(Records from a dataset)
----
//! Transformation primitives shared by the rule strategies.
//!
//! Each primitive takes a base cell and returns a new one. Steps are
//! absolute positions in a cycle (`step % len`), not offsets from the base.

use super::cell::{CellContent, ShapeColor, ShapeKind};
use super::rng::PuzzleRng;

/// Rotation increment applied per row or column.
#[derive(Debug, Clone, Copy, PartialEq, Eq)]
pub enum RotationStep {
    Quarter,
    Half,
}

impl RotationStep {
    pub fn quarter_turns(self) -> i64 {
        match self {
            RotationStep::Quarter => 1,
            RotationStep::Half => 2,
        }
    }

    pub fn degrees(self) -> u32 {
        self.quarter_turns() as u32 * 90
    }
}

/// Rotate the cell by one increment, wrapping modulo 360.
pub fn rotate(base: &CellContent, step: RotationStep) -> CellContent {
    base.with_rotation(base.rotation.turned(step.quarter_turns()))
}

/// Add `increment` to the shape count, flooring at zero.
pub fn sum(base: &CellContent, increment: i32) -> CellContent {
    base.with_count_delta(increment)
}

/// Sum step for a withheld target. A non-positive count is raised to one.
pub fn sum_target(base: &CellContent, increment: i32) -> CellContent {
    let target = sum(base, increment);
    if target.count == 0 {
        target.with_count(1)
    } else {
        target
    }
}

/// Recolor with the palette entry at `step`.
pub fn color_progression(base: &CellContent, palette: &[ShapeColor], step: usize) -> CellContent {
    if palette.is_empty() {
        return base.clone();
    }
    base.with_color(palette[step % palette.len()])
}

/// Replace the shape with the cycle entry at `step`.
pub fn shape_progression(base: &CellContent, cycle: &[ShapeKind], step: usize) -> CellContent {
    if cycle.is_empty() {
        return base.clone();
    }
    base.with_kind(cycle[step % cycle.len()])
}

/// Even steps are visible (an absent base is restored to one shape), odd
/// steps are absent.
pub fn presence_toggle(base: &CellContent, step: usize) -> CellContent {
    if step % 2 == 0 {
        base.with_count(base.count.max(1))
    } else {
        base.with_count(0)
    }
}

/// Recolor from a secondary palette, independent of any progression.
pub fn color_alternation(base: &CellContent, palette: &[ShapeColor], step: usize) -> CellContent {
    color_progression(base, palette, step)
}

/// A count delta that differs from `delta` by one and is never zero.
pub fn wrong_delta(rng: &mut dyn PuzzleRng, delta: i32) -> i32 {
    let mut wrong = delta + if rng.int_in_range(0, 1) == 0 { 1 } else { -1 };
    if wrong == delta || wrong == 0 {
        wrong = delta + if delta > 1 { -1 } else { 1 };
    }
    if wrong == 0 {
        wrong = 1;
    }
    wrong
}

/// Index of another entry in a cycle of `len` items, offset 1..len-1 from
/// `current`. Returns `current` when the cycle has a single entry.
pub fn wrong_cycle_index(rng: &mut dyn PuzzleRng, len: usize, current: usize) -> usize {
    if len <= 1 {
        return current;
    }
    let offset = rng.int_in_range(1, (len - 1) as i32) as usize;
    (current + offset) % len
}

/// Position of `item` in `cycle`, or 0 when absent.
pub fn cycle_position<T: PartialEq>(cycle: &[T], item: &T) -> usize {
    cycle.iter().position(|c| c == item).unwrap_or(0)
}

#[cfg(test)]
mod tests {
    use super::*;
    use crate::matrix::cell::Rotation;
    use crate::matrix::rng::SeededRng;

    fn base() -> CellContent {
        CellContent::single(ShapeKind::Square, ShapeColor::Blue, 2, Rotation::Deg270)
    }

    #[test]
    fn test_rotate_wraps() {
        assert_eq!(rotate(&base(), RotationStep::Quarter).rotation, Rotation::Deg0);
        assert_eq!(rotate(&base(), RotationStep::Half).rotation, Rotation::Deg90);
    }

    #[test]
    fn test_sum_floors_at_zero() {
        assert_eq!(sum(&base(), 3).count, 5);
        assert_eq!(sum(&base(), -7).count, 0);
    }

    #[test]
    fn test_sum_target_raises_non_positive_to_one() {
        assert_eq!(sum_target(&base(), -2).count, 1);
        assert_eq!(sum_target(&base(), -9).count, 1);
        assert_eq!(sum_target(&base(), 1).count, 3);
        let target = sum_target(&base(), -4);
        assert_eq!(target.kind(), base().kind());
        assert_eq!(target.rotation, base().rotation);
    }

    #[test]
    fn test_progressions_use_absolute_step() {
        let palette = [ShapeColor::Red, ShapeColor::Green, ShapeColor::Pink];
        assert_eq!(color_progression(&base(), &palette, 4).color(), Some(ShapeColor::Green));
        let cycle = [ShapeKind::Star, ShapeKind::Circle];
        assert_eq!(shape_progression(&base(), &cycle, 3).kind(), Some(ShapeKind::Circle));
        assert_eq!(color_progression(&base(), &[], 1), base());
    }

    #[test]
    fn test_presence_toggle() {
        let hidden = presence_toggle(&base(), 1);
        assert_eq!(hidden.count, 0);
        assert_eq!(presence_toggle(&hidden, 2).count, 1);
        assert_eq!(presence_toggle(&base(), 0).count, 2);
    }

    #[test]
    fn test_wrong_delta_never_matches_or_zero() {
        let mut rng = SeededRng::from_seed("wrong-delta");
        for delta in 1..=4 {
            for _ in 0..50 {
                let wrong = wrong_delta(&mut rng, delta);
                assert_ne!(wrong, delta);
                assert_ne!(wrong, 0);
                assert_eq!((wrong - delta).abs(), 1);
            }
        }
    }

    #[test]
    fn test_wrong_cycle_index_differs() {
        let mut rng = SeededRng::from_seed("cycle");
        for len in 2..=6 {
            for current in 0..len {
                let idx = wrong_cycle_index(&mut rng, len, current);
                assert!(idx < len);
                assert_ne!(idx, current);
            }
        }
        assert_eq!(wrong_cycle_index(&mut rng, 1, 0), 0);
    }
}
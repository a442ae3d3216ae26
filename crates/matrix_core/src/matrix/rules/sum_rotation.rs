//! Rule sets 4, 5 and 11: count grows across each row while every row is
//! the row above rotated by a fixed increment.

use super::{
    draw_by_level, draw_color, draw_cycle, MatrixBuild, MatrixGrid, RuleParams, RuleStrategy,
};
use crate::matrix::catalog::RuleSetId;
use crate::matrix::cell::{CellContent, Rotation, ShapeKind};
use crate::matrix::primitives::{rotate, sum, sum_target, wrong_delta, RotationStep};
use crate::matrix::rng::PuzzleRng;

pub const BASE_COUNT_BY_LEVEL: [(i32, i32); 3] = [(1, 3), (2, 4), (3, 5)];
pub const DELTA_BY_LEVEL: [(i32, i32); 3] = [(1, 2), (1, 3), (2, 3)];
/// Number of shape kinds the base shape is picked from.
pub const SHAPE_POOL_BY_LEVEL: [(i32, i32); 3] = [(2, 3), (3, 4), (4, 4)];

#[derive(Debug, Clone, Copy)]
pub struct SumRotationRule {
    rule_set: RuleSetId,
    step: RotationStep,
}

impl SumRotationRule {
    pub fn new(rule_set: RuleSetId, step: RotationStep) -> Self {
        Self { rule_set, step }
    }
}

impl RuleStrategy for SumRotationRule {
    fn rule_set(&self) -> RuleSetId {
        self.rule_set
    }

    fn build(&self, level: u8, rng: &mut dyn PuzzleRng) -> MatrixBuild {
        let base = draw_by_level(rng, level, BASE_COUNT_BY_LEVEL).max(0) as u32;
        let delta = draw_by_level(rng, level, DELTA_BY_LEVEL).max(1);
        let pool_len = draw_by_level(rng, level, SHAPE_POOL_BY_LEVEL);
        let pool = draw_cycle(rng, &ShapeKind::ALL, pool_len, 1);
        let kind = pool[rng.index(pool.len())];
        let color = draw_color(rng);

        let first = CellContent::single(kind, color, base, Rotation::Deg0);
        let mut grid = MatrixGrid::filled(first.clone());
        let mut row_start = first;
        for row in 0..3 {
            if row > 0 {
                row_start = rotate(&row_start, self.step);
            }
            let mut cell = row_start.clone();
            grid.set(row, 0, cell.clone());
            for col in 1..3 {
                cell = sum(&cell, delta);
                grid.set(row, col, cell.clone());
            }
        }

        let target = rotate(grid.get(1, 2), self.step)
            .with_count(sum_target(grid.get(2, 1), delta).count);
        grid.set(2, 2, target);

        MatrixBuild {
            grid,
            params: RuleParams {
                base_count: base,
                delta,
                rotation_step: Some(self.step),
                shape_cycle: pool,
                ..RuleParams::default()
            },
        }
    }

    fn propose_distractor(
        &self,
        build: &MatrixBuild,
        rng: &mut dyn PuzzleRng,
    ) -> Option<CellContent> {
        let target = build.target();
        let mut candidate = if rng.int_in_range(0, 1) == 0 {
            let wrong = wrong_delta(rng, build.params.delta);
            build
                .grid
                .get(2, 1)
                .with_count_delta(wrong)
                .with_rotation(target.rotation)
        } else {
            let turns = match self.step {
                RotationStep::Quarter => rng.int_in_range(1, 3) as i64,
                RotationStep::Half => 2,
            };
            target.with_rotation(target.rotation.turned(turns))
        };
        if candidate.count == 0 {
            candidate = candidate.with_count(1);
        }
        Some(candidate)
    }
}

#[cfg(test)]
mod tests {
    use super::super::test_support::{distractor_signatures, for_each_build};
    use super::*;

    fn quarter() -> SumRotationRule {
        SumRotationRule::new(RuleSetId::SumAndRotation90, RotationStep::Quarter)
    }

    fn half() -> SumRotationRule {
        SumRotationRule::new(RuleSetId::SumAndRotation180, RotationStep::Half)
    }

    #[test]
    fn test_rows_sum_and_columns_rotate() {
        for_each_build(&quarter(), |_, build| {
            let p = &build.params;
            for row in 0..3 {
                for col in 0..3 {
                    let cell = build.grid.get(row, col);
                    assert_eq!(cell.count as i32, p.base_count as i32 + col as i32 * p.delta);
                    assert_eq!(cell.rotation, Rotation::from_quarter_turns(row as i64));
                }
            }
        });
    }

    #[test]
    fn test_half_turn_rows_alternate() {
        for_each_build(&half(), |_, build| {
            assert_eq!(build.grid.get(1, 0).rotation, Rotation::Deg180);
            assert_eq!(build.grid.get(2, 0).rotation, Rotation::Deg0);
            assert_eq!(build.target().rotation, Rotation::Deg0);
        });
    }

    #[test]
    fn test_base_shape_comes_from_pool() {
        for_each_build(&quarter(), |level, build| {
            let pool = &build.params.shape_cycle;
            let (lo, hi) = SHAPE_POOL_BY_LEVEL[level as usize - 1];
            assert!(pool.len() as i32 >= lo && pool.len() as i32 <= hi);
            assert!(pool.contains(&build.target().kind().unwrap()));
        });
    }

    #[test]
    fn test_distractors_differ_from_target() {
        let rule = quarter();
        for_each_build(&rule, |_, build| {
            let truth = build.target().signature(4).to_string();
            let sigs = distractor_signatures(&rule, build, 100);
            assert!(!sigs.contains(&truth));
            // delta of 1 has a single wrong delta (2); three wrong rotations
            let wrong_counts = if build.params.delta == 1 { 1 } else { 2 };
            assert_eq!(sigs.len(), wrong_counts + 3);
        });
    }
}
----
GOAL OF THE EXERCISE: Only one stretch of the entries above is wanted: the lines from the one containing "assert!(idx < len);" through the one containing "let delta = draw_by_level(rng, level, DELTA_BY_LEVEL).max(1);". Please reproduce it exactly.

ANSWER FOR THE TASK:
                assert!(idx < len);
                assert_ne!(idx, current);
            }
        }
        assert_eq!(wrong_cycle_index(&mut rng, 1, 0), 0);
    }
}
repository a442ae3d3216ae26
filename crates/matrix_core/src/matrix/rules/sum_rotation.rs
//! Rule sets 4, 5 and 11: count grows across each row while every row is
//! the row above rotated by a fixed increment.

use super::{
    draw_by_level, draw_color, draw_cycle, MatrixBuild, MatrixGrid, RuleParams, RuleStrategy,
};
use crate::matrix::catalog::RuleSetId;
use crate::matrix::cell::{CellContent, Rotation, ShapeKind};
use crate::matrix::primitives::{rotate, sum, sum_target, wrong_delta, RotationStep};
use crate::matrix::rng::PuzzleRng;

pub const BASE_COUNT_BY_LEVEL: [(i32, i32); 3] = [(1, 3), (2, 4), (3, 5)];
pub const DELTA_BY_LEVEL: [(i32, i32); 3] = [(1, 2), (1, 3), (2, 3)];
/// Number of shape kinds the base shape is picked from.
pub const SHAPE_POOL_BY_LEVEL: [(i32, i32); 3] = [(2, 3), (3, 4), (4, 4)];

#[derive(Debug, Clone, Copy)]
pub struct SumRotationRule {
    rule_set: RuleSetId,
    step: RotationStep,
}

impl SumRotationRule {
    pub fn new(rule_set: RuleSetId, step: RotationStep) -> Self {
        Self { rule_set, step }
    }
}

impl RuleStrategy for SumRotationRule {
    fn rule_set(&self) -> RuleSetId {
        self.rule_set
    }

    fn build(&self, level: u8, rng: &mut dyn PuzzleRng) -> MatrixBuild {
        let base = draw_by_level(rng, level, BASE_COUNT_BY_LEVEL).max(0) as u32;
        let delta = draw_by_level(rng, level, DELTA_BY_LEVEL).max(1);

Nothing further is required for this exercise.